■ ACTIVITY
After the line containing "independent of any UI", write nothing more; before it, reproduce every line of the material below exactly, starting with the first.
ENTRIES SHOWN section start
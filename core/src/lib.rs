//! Sage Core - Headless Session and Chat Logic for Sage
//!
//! This crate provides the core logic for Sage, a chat front-end for a
//! remote knowledge-assistant service, completely independent of any UI
//! framework. It can drive a TUI, web UI, native GUI, or run headless for
//! testing/automation.
//!
//! # Architecture
//!
//! ```text
//! ┌──────────────────────────────────────────────────────────────┐
//! │                        UI Surfaces                           │
//! │        ┌──────────────┐          ┌────────────────────┐      │
//! │        │ Sign-In View │          │     Chat View      │      │
//! │        └──────┬───────┘          └─────────┬──────────┘      │
//! │               │                            │                 │
//! └───────────────┼────────────────────────────┼─────────────────┘
//!                 │                            │
//! ┌───────────────┼────────────────────────────┼─────────────────┐
//! │               │        SAGE CORE           │                 │
//! │     ┌─────────┴────────┐         ┌─────────┴──────────┐      │
//! │     │ IdentityProvider │         │    Conversation    │      │
//! │     └─────────┬────────┘         └─────────┬──────────┘      │
//! │     ┌─────────┴────────┐         ┌─────────┴──────────┐      │
//! │     │   SessionStore   │◄────────│  AssistantBackend  │      │
//! │     └─────────┬────────┘         └────────────────────┘      │
//! │     ┌─────────┴────────┐                                     │
//! │     │     Storage      │                                     │
//! │     └──────────────────┘                                     │
//! └──────────────────────────────────────────────────────────────┘
//! ```
//!
//! # Key Types
//!
//! - [`SessionStore`]: Owns the authenticated identity and credential
//! - [`IdentityProvider`]: Capability interface over the sign-in provider
//! - [`AssistantBackend`]: Capability interface over the assistant service
//! - [`Conversation`]: Append-only message history with the send flow
//! - [`Storage`]: File-backed key-value store for session persistence
//! - [`Config`]: Static configuration (assistant URL, client id, paths)
//!
//! # Quick Start
//!
//! ```ignore
//! use sage_core::{
//!     backend::RemoteAssistant, chat::Conversation, config::Config,
//!     session::SessionStore, storage::Storage,
//! };
//!
//! #[tokio::main]
//! async fn main() {
//!     let config = Config::load().unwrap();
//!     let storage = Storage::open(&config.storage_dir).unwrap();
//!     let mut session = SessionStore::new(storage);
//!     session.restore();
//!
//!     let backend = RemoteAssistant::new(config.assistant_url.clone());
//!     let mut conversation = Conversation::with_greeting();
//!     conversation
//!         .send_message("What is Sage?", &mut session, &backend)
//!         .await;
//! }
//! ```
//!
//! # Module Overview
//!
//! - [`backend`]: Assistant backend abstraction and the HTTP client
//! - [`chat`]: Messages, conversation history, and the send state machine
//! - [`config`]: Static configuration with an optional TOML override file
//! - [`identity`]: Signed-credential payload decoding
//! - [`provider`]: Identity provider capability interface and adapter
//! - [`session`]: Session store (restore / login / logout)
//! - [`storage`]: File-backed persistent string store
//!
//! # No TUI Dependencies
//!
//! This crate has **zero** dependencies on ratatui, crossterm, or any other
//! UI framework. It's pure session and chat logic that can be used anywhere.

#![deny(missing_docs)]
#![deny(clippy::all)]
#![warn(clippy::pedantic)]
#![allow(clippy::module_name_repetitions)]

pub mod backend;
pub mod chat;
pub mod config;
pub mod identity;
pub mod provider;
pub mod session;
pub mod storage;

// Re-exports for convenience
pub use backend::{AskError, AskReply, AssistantBackend, RemoteAssistant};
pub use chat::{
    connection_trouble, Author, Conversation, Message, MessageId, SendOutcome, AUTH_FAILED_REPLY,
    FALLBACK_REPLY, GREETING,
};
pub use identity::{decode_identity, CredentialError, Identity};
pub use provider::{
    ButtonOptions, ButtonSlot, CredentialResponse, GoogleIdentity, IdentityProvider,
    ProviderConfig, ProviderError,
};
pub use session::{SessionStore, CREDENTIAL_KEY, IDENTITY_KEY};
pub use storage::{Storage, StorageError};

// Config exports
pub use config::{default_config_path, Config, ConfigError, ConfigSource};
ENTRIES SHOWN section end
■ RESPONSE TO THE EXERCISE
filename core/src/lib.rs
//! Sage Core - Headless Session and Chat Logic for Sage
//!
//! This crate provides the core logic for Sage, a chat front-end for a
//! remote knowledge-assistant service, completely independent of any UI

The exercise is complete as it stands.